Tifany Huot-Marchand : Comme on n’est pas professionnels, on n’est pas payés pour ce que l’on fait. Toutefois, on s’entraîne comme des pros. Entre la préparation du matos, les échauffements, les séances et la récupération, on est à huit heures d’entraînement par jour. Cela nous fait des semaines à trente-cinq heures. On baigne clairement dedans. Nos habitudes n’ont pas vraiment changé en période de Covid. On a des attestations (NDLR : délivrées par le Ministère des sports) qui nous permettent d’aller s’entraîner. C’est vraiment un point positif, parce qu’en ce qui concerne le short track, ce n’est pas le cas partout dans le monde.
cultureSPORT : Au point de vue financier, comment fais-tu pour t’en sortir ?
Tifany Huot-Marchand : J’ai la chance d’être subventionnée par la ville de Belfort, là où se trouve mon club. Après, je me débrouille comme une étudiante.
cultureSPORT : Dans quel cursus t’es-tu engagée ?

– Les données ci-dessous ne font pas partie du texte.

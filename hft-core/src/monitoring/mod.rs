//! Metrics registries and the alert sink.
//!
//! Grounded in the teacher's `monitoring::metrics::MetricsRegistry`
//! (per-domain metric structs behind one `prometheus::Registry`) and
//! `monitoring::alerts::Alert`, scaled down to the four domains this core
//! actually emits into: feeds, oms, engine, risk. The Prometheus HTTP
//! exporter itself is the (out-of-scope) outer layer's concern; this core
//! only owns the registries so that layer can scrape them.

pub mod alerts;

use prometheus::{Histogram, HistogramOpts, IntCounter, IntCounterVec, IntGauge, Opts, Registry};
use std::sync::Arc;
use tracing::info;

pub use alerts::{Alert, AlertSeverity, AlertSink, LoggingAlertSink};

#[derive(Clone)]
pub struct FeedsMetrics {
    pub ticks_received: IntCounter,
    pub books_received: IntCounter,
    pub ticks_dropped: IntCounter,
    pub books_dropped: IntCounter,
    pub reconnects: IntCounter,
    pub parse_errors: IntCounter,
    pub gaps_detected: IntCounter,
}

impl FeedsMetrics {
    fn new(registry: &Registry) -> prometheus::Result<Self> {
        let ticks_received = IntCounter::with_opts(Opts::new(
            "feeds_ticks_received_total",
            "Total ticks received from venues",
        ))?;
        let books_received = IntCounter::with_opts(Opts::new(
            "feeds_books_received_total",
            "Total order book updates received",
        ))?;
        let ticks_dropped = IntCounter::with_opts(Opts::new(
            "feeds_ticks_dropped_total",
            "Ticks dropped due to slow subscribers",
        ))?;
        let books_dropped = IntCounter::with_opts(Opts::new(
            "feeds_books_dropped_total",
            "Order books dropped due to slow subscribers",
        ))?;
        let reconnects = IntCounter::with_opts(Opts::new(
            "feeds_reconnects_total",
            "Total venue reconnection attempts",
        ))?;
        let parse_errors = IntCounter::with_opts(Opts::new(
            "feeds_parse_errors_total",
            "Messages dropped due to parse failure",
        ))?;
        let gaps_detected = IntCounter::with_opts(Opts::new(
            "feeds_sequence_gaps_total",
            "Order book sequence gaps detected",
        ))?;

        for c in [
            &ticks_received,
            &books_received,
            &ticks_dropped,
            &books_dropped,
            &reconnects,
            &parse_errors,
            &gaps_detected,
        ] {
            registry.register(Box::new(c.clone()))?;
        }

        Ok(Self {
            ticks_received,
            books_received,
            ticks_dropped,
            books_dropped,
            reconnects,
            parse_errors,
            gaps_detected,
        })
    }
}

#[derive(Clone)]
pub struct OmsMetrics {
    pub orders_placed: IntCounter,
    pub orders_rejected: IntCounter,
    pub orders_rate_limited: IntCounter,
    pub fills_processed: IntCounter,
    pub orders_by_status: IntCounterVec,
}

impl OmsMetrics {
    fn new(registry: &Registry) -> prometheus::Result<Self> {
        let orders_placed = IntCounter::with_opts(Opts::new(
            "oms_orders_placed_total",
            "Total orders successfully placed",
        ))?;
        let orders_rejected = IntCounter::with_opts(Opts::new(
            "oms_orders_rejected_total",
            "Total orders rejected by validation or venue",
        ))?;
        let orders_rate_limited = IntCounter::with_opts(Opts::new(
            "oms_orders_rate_limited_total",
            "Total orders rejected by the per-strategy rate limiter",
        ))?;
        let fills_processed = IntCounter::with_opts(Opts::new(
            "oms_fills_processed_total",
            "Total fills processed",
        ))?;
        let orders_by_status = IntCounterVec::new(
            Opts::new("oms_orders_by_status_total", "Order status transitions"),
            &["status"],
        )?;

        registry.register(Box::new(orders_placed.clone()))?;
        registry.register(Box::new(orders_rejected.clone()))?;
        registry.register(Box::new(orders_rate_limited.clone()))?;
        registry.register(Box::new(fills_processed.clone()))?;
        registry.register(Box::new(orders_by_status.clone()))?;

        Ok(Self {
            orders_placed,
            orders_rejected,
            orders_rate_limited,
            fills_processed,
            orders_by_status,
        })
    }
}

#[derive(Clone)]
pub struct RiskMetrics {
    pub violations_total: IntCounterVec,
    pub strategies_stopped: IntCounter,
    pub active_exposure: IntGauge,
}

impl RiskMetrics {
    fn new(registry: &Registry) -> prometheus::Result<Self> {
        let violations_total = IntCounterVec::new(
            Opts::new("risk_violations_total", "Risk violations by kind"),
            &["kind"],
        )?;
        let strategies_stopped = IntCounter::with_opts(Opts::new(
            "risk_strategies_stopped_total",
            "Strategies stopped due to Critical risk events",
        ))?;
        let active_exposure = IntGauge::with_opts(Opts::new(
            "risk_active_exposure_usd",
            "Aggregate notional exposure across strategies, truncated to whole USD",
        ))?;

        registry.register(Box::new(violations_total.clone()))?;
        registry.register(Box::new(strategies_stopped.clone()))?;
        registry.register(Box::new(active_exposure.clone()))?;

        Ok(Self {
            violations_total,
            strategies_stopped,
            active_exposure,
        })
    }
}

#[derive(Clone)]
pub struct EngineMetrics {
    pub signals_emitted: IntCounter,
    pub strategies_faulted: IntCounter,
    pub dispatch_latency: Histogram,
}

impl EngineMetrics {
    fn new(registry: &Registry) -> prometheus::Result<Self> {
        let signals_emitted = IntCounter::with_opts(Opts::new(
            "engine_signals_emitted_total",
            "Total signals emitted by strategies",
        ))?;
        let strategies_faulted = IntCounter::with_opts(Opts::new(
            "engine_strategies_faulted_total",
            "Total strategy handler faults",
        ))?;
        let dispatch_latency = Histogram::with_opts(HistogramOpts::new(
            "engine_dispatch_latency_seconds",
            "Latency of dispatching one event to one strategy handler",
        ))?;

        registry.register(Box::new(signals_emitted.clone()))?;
        registry.register(Box::new(strategies_faulted.clone()))?;
        registry.register(Box::new(dispatch_latency.clone()))?;

        Ok(Self {
            signals_emitted,
            strategies_faulted,
            dispatch_latency,
        })
    }
}

/// Central registry for all HFT core metric families.
#[derive(Clone)]
pub struct MetricsRegistry {
    registry: Arc<Registry>,
    pub feeds: Arc<FeedsMetrics>,
    pub oms: Arc<OmsMetrics>,
    pub risk: Arc<RiskMetrics>,
    pub engine: Arc<EngineMetrics>,
}

impl MetricsRegistry {
    pub fn new() -> prometheus::Result<Self> {
        let registry = Arc::new(Registry::new());
        let feeds = Arc::new(FeedsMetrics::new(&registry)?);
        let oms = Arc::new(OmsMetrics::new(&registry)?);
        let risk = Arc::new(RiskMetrics::new(&registry)?);
        let engine = Arc::new(EngineMetrics::new(&registry)?);

        info!("hft metrics registry initialized");

        Ok(Self {
            registry,
            feeds,
            oms,
            risk,
            engine,
        })
    }

    /// The underlying Prometheus registry, for the outer layer's exporter.
    pub fn registry(&self) -> &Registry {
        &self.registry
    }
}

impl Default for MetricsRegistry {
    fn default() -> Self {
        Self::new().expect("metric registration cannot fail with unique, well-formed names")
    }
}
//! Volatility estimation used to widen or narrow a quoted spread with
//! recently realised price movement.
//!
//! Grounded on the teacher's `bog-strategies::volatility::EwmaVolatility`,
//! which tracked absolute returns in `u64` fixed-point basis points; this
//! version carries the same exponentially-weighted moving average over
//! `Decimal` so it can consume [`hft_core::types::Tick`]/`OrderBook`
//! prices directly.

use rust_decimal::Decimal;
use rust_decimal_macros::dec;

/// Exponentially-weighted moving average of absolute returns, in basis
/// points. Gives more weight to recent observations than a plain rolling
/// window, so it adapts faster to a volatility regime change.
#[derive(Debug, Clone)]
pub struct EwmaVolatility {
    ewma_bps: Decimal,
    alpha: Decimal,
    last_price: Option<Decimal>,
    count: u32,
}

impl EwmaVolatility {
    /// `alpha` is the smoothing factor in `[0, 1]`; higher reacts faster
    /// to new observations at the cost of more noise.
    pub fn new(alpha: Decimal) -> Self {
        Self {
            ewma_bps: Decimal::ZERO,
            alpha: alpha.clamp(Decimal::ZERO, Decimal::ONE),
            last_price: None,
            count: 0,
        }
    }

    pub fn add_price(&mut self, price: Decimal) {
        let Some(last) = self.last_price else {
            self.last_price = Some(price);
            self.count = 1;
            return;
        };

        if last.is_zero() {
            self.last_price = Some(price);
            return;
        }

        let abs_return_bps = ((price - last).abs() / last) * dec!(10_000);
        self.ewma_bps = self.alpha * abs_return_bps + (Decimal::ONE - self.alpha) * self.ewma_bps;
        self.last_price = Some(price);
        self.count += 1;
    }

    pub fn volatility_bps(&self) -> Decimal {
        self.ewma_bps
    }

    /// Mirrors the teacher's threshold: five observations before the
    /// estimate is considered meaningful.
    pub fn is_ready(&self) -> bool {
        self.count >= 5
    }

    pub fn reset(&mut self) {
        self.ewma_bps = Decimal::ZERO;
        self.last_price = None;
        self.count = 0;
    }
}

/// Newton's-method square root for `Decimal`, used where the
/// Avellaneda-Stoikov spread formula needs `sqrt(time_horizon)`. Mirrors
/// the teacher's own `integer_sqrt` in this module: reach for a small
/// hand-rolled root-finder rather than converting through `f64`.
pub(crate) fn decimal_sqrt(value: Decimal) -> Decimal {
    if value <= Decimal::ZERO {
        return Decimal::ZERO;
    }
    if value == Decimal::ONE {
        return Decimal::ONE;
    }

    let mut guess = value / dec!(2);
    for _ in 0..40 {
        if guess.is_zero() {
            break;
        }
        let next = (guess + value / guess) / dec!(2);
        if (next - guess).abs() < dec!(0.0000000001) {
            return next;
        }
        guess = next;
    }
    guess
}

#[cfg(test)]
mod tests {
    use super::*;

    #[test]
    fn ewma_is_zero_on_constant_prices() {
        let mut vol = EwmaVolatility::new(dec!(0.2));
        for _ in 0..10 {
            vol.add_price(dec!(50_000));
        }
        assert_eq!(vol.volatility_bps(), Decimal::ZERO);
    }

    #[test]
    fn ewma_reacts_to_moves() {
        let mut vol = EwmaVolatility::new(dec!(0.2));
        vol.add_price(dec!(50_000));
        vol.add_price(dec!(50_500));
        vol.add_price(dec!(50_000));
        vol.add_price(dec!(50_250));
        vol.add_price(dec!(50_100));
        assert!(vol.volatility_bps() > Decimal::ZERO);
        assert!(vol.is_ready());
    }

    #[test]
    fn ewma_resets() {
        let mut vol = EwmaVolatility::new(dec!(0.2));
        vol.add_price(dec!(50_000));
        vol.add_price(dec!(51_000));
        vol.reset();
        assert_eq!(vol.volatility_bps(), Decimal::ZERO);
        assert!(!vol.is_ready());
    }

    #[test]
    fn sqrt_matches_known_values() {
        assert_eq!(decimal_sqrt(dec!(0)), dec!(0));
        assert_eq!(decimal_sqrt(dec!(4)), dec!(2));
        assert_eq!(decimal_sqrt(dec!(9)), dec!(3));
        let sixty = decimal_sqrt(dec!(60));
        assert!((sixty - dec!(7.745966692)).abs() < dec!(0.0001));
    }
}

Tifany Huot-Marchand : Je suis en première année de Master métiers de l’enseignement de l’éducation et de la formation (MEEF). J’ai intégré le dispositif Inter’Val de Grenoble qui permet aux sportifs de haut niveau de s’entraîner toute l’année et d’y aller seulement quand on est présent, donc pendant nos saisons offs. Avec le Covid, tous les étudiants sont à pied d’égalité, même nous, les étudiants sportifs parce qu’on fait tout à distance. Au moins, je peux passer les examens de la même manière que les autres. Sinon, en temps normal, je dois les passer en fin d’année, quand tout le monde a terminé. Ça ne me dérange pas, mais au moins, on est dans le même bain que les autres.
Fiche d’identité
Prénom/nom : Tifany Huot-Marchand
Âge : 26 ans (né le 10 mai 1994 à Besançon)
Taille/poids : 1m63/51 kg
Club : ASM Belfort vitesse
Palmarès : En individuel (1 000m) : 2e des championnats d’Europe 2019. En relais (3 000m) : championne d’Europe 2021, 3e des championnats d’Europe 2018, 3e de la coupe du monde de Dresde en 2016 et de Dordrecht en 2017
Ses records personnels : 43’’764 sur 500m ; 1’30’’600 sur 1 000m ; 2’21’’585 sur 1 500m
(1) En individuel, Bruno Loscos et Thibaut Fauconnet ont été sacrés champions d’Europe en 2001 et 2011.
(2) En revanche, il y aura deux femmes et deux hommes en individuel.